If the plant can be put back into full operation, it would give Kazakhstan an additional processing facility to add to the plants in Kazakhstan that are already producing yellowcake and fuel pellets.

German companies Knauf Group, GP Günter Papenburg AG and Roxtec, and the German Institute of Lithium, formed a consortium for mining lithium in Kazakhstan in February.

In July 2023, German company HMS Bergbau AG announced it would invest up to $700mn in exploring, producing and processing rare metals in East Kazakhstan Province.

Those projects should provide Kazakhstan with additional knowledge in working with Tajikistan to extract rare earth elements (REEs) and produce electronics, magnets, batteries and other items.

Corruption is a problem in Tajikistan, as is true for all the Central Asian states, including Kazakhstan, but Kazakh banks have been operating in Tajikistan for years, albeit not all of them successfully.

Tajikistan will benefit from working with a fellow Central Asian country. China and Russia have dominated investment in Tajikistan and, especially in the case of China, Tajikistan has accrued a substantial debt.

Kazatomprom will have to put up the bulk of the money for uranium and CRM exploration. Once deposits are mapped, it will require significant funds to bring equipment to the likely remote sites in Tajikistan’s mountains to extract the minerals.

TajRedMet will send a delegation to Kazakhstan soon to view Kazakhstan’s mining and processing operations and continue talks on the two countries’ planned joint venture.

Strategic minerals bloc

The five Central Asian leaders lately met at their annual summit, which this year took place in Kazakh capital Astana.

At the summit, President Tokayev spoke about progress in regional cooperation and the need to “create preconditions for the transformation of the region into one of the drivers of the modern world order.”

The United States and European countries have already been in discussions with Central Asian countries about the possibility of acquiring CRMs. Representatives from China’s Zhicun Lithium Industry Group, meanwhile, were in Kyrgyzstan at the end of June discussing exploration, mining and processing projects.

Kazakhstan, Kyrgyzstan, Tajikistan and Uzbekistan all have CRM deposits. There are also processing plants such as the Kara-Balta Ore Mining Combine in Kyrgyzstan. It currently handles gold and molybdenum, but it was used for uranium processing during the Soviet era.

Uzbekistan’s Navoi Mining and Metallurgical Plant has four metallurgical plants, while there is a uranium processing facilty at Surgraly that was opened in 2014.

The Central Asian countries lack necessary equipment for prospecting, mining and processing CRMs.

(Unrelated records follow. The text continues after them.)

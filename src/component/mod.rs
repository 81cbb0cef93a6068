pub(crate) mod field_style;
pub(crate) mod icon;
pub(crate) mod text_field;
pub(crate) mod validation;

use crate::page::{EventLoopParticipant, WidgetExt};

/// A widget embedded in a page, sharing the page's event loop
pub(crate) trait Component: WidgetExt + EventLoopParticipant {
    fn get_id(&self) -> u64;

    /// Rows the component needs at its current state
    fn height(&self) -> u16;
}
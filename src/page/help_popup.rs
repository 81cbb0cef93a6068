use std::cmp::{max, min};

use crossterm::event::KeyCode;
use ratatui::{
    Frame,
    layout::Rect,
    style::{Modifier, Style, palette::tailwind},
    text::{Line, Text},
    widgets::{Block, BorderType, Borders, Clear, HighlightSpacing, List, ListItem, Padding},
};
use unicode_width::UnicodeWidthStr;

use crate::{
    actions::{Action, ActionSender, LayerManageAction},
    app::layer_manager::EventHandlingStatus,
    tui::Event,
    utils::help_msg::{HelpEntry, HelpMsg},
};

use super::{EventLoopParticipant, Layer, WidgetExt};

/// Popup listing the key bindings of the layer below it
pub(crate) struct HelpPopup {
    help_msg: HelpMsg,

    longest_entry_size: u16,
    list_state: ratatui::widgets::ListState,

    tx: ActionSender,
}

impl HelpPopup {
    /// Returns `None` when there is nothing to show
    pub fn new(tx: ActionSender, msg: HelpMsg) -> Option<Self> {
        let longest = msg
            .iter()
            .map(|entry| UnicodeWidthStr::width(entry.to_string().as_str()))
            .max()?;

        Some(Self {
            help_msg: msg,
            longest_entry_size: longest as u16,
            list_state: ratatui::widgets::ListState::default(),
            tx,
        })
    }

    pub fn get_self_help_msg() -> HelpMsg {
        vec![
            HelpEntry::new('j', "Go Down"),
            HelpEntry::new('k', "Go Up"),
            HelpEntry::new('g', "Go to Top"),
            HelpEntry::new('G', "Go to Bottom"),
            HelpEntry::new(KeyCode::Esc, "Close help"),
        ]
        .into()
    }

    fn render_list(&mut self, frame: &mut Frame, area: Rect) {
        let selected_row_style = Style::default()
            .add_modifier(Modifier::REVERSED)
            .fg(tailwind::INDIGO.c400);

        let block = Block::new()
            .title(Line::raw("Help").centered())
            .border_type(BorderType::Rounded)
            .borders(Borders::ALL)
            .padding(Padding::new(1, 1, 1, 1));

        let items: Vec<ListItem> = self
            .help_msg
            .iter()
            .map(|entry| ListItem::from(Text::raw(format!("  {}  ", entry))))
            .collect();

        let list = List::new(items)
            .block(block)
            .highlight_style(selected_row_style)
            .highlight_spacing(HighlightSpacing::Always);

        frame.render_stateful_widget(list, area, &mut self.list_state);
    }
}

#[derive(Clone, Debug)]
pub enum HelpPopupAction {
    Up,
    Down,
    Start,
    End,
}
impl From<HelpPopupAction> for Action {
    fn from(value: HelpPopupAction) -> Self {
        Action::HelpPopup(value)
    }
}

impl EventLoopParticipant for HelpPopup {
    fn handle_events(&mut self, event: &Event) -> EventHandlingStatus {
        let Event::Key(key) = event else {
            return EventHandlingStatus::ShouldPropagate;
        };
        match key.code {
            KeyCode::Esc => self.tx.send(LayerManageAction::Pop),
            KeyCode::Char('j') | KeyCode::Down => self.tx.send(HelpPopupAction::Down),
            KeyCode::Char('k') | KeyCode::Up => self.tx.send(HelpPopupAction::Up),
            KeyCode::Char('g') => self.tx.send(HelpPopupAction::Start),
            KeyCode::Char('G') => self.tx.send(HelpPopupAction::End),
            _ => return EventHandlingStatus::ShouldPropagate,
        }
        EventHandlingStatus::Consumed
    }

    fn update(&mut self, action: Action) {
        let Action::HelpPopup(action) = action else {
            return;
        };
        match action {
            HelpPopupAction::Up => self.list_state.select_previous(),
            HelpPopupAction::Down => self.list_state.select_next(),
            HelpPopupAction::Start => self.list_state.select_first(),
            HelpPopupAction::End => self.list_state.select_last(),
        }
    }
}

impl Layer for HelpPopup {}

impl WidgetExt for HelpPopup {
    fn render(&mut self, frame: &mut Frame, area: Rect) {
        let width = min(
            max(self.longest_entry_size + 8, min(50, area.width.saturating_sub(4))),
            area.width,
        );
        let show_area = Rect {
            x: area.x + (area.width - width) / 2,
            y: area.y + area.height / 6,
            width,
            height: area.height * 2 / 3,
        };
        let bottom_help_area = Rect {
            x: area.x,
            y: area.y + area.height.saturating_sub(3),
            width: area.width,
            height: min(3, area.height),
        };

        frame.render_widget(Clear, bottom_help_area);
        HelpPopup::get_self_help_msg().render(frame, bottom_help_area);

        frame.render_widget(Clear, show_area);
        self.render_list(frame, show_area);
    }
}

#[cfg(test)]
mod tests {
    use ratatui::Terminal;

    use super::*;

    fn entries() -> HelpMsg {
        vec![
            HelpEntry::new('a', "test"),
            HelpEntry::new('b', "test2"),
            HelpEntry::new('c', "test3"),
        ]
        .into()
    }

    #[test]
    fn test_help_popup_new() {
        let (tx, _rx) = tokio::sync::mpsc::unbounded_channel();
        let help_popup =
            HelpPopup::new(tx.into(), vec![HelpEntry::new('a', "test")].into()).unwrap();
        assert_eq!(help_popup.help_msg.len(), 1);
        assert_eq!(help_popup.longest_entry_size, 7);
        assert_eq!(help_popup.list_state.selected(), None);

        let (tx, _rx) = tokio::sync::mpsc::unbounded_channel();
        assert!(HelpPopup::new(tx.into(), HelpMsg::default()).is_none());
    }

    #[test]
    fn test_navigation() {
        let (tx, mut rx) = tokio::sync::mpsc::unbounded_channel();
        let mut help_popup = HelpPopup::new(tx.into(), entries()).unwrap();
        let mut terminal = Terminal::new(ratatui::backend::TestBackend::new(80, 25)).unwrap();

        let mut test_loop = |key: char, expected: Option<usize>| {
            help_popup.event_loop_once(&mut rx, key.into());
            terminal
                .draw(|f| {
                    let area = f.area();
                    help_popup.render(f, area);
                })
                .unwrap();
            assert_eq!(help_popup.list_state.selected(), expected);
        };

        test_loop('j', Some(0));
        test_loop('k', Some(0));
        test_loop('G', Some(2));
        test_loop('k', Some(1));
        test_loop('j', Some(2));
        test_loop('g', Some(0));
    }

    #[test]
    fn test_esc_pops_layer() {
        let (tx, mut rx) = tokio::sync::mpsc::unbounded_channel();
        let mut help_popup = HelpPopup::new(tx.into(), entries()).unwrap();
        help_popup.handle_event_with_status_check(&KeyCode::Esc.into());
        assert!(matches!(
            rx.try_recv(),
            Ok(Action::Layer(LayerManageAction::Pop))
        ));
        assert!(matches!(
            help_popup.handle_events(&'x'.into()),
            EventHandlingStatus::ShouldPropagate
        ));
    }

    #[test]
    fn test_help_popup_render() {
        let (tx, _rx) = tokio::sync::mpsc::unbounded_channel();
        let mut help_popup = HelpPopup::new(tx.into(), entries()).unwrap();
        let mut terminal = Terminal::new(ratatui::backend::TestBackend::new(80, 25)).unwrap();
        terminal
            .draw(|f| {
                let area = f.area();
                help_popup.render(f, area);
            })
            .unwrap();
        let screen: String = terminal
            .backend()
            .buffer()
            .content()
            .iter()
            .map(|c| c.symbol())
            .collect();
        assert!(screen.contains("Help"));
        assert!(screen.contains("test2: b"));
        assert!(screen.contains("Close help: esc"));
    }
}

Kazakhstan alone will not be able to finance all that is needed.

It will also take several years of work before production can start in earnest.

Right now, there are nearly 450 nuclear reactors in operation worldwide, with 60 more under construction and approximately 110 more planned. New factories are being built to provide the parts for computers, cars, batteries, and more. All need CRMs.

If Kazakhstan, Kyrgyzstan, Tajikistan and Uzbekistan can cooperate and pool resources, as Kazakhstan and Tajikistan now appear to be doing, they could maximise their potential as a supplier of raw, semi-processed or fully-processed materials that are sure to be in high demand in coming years.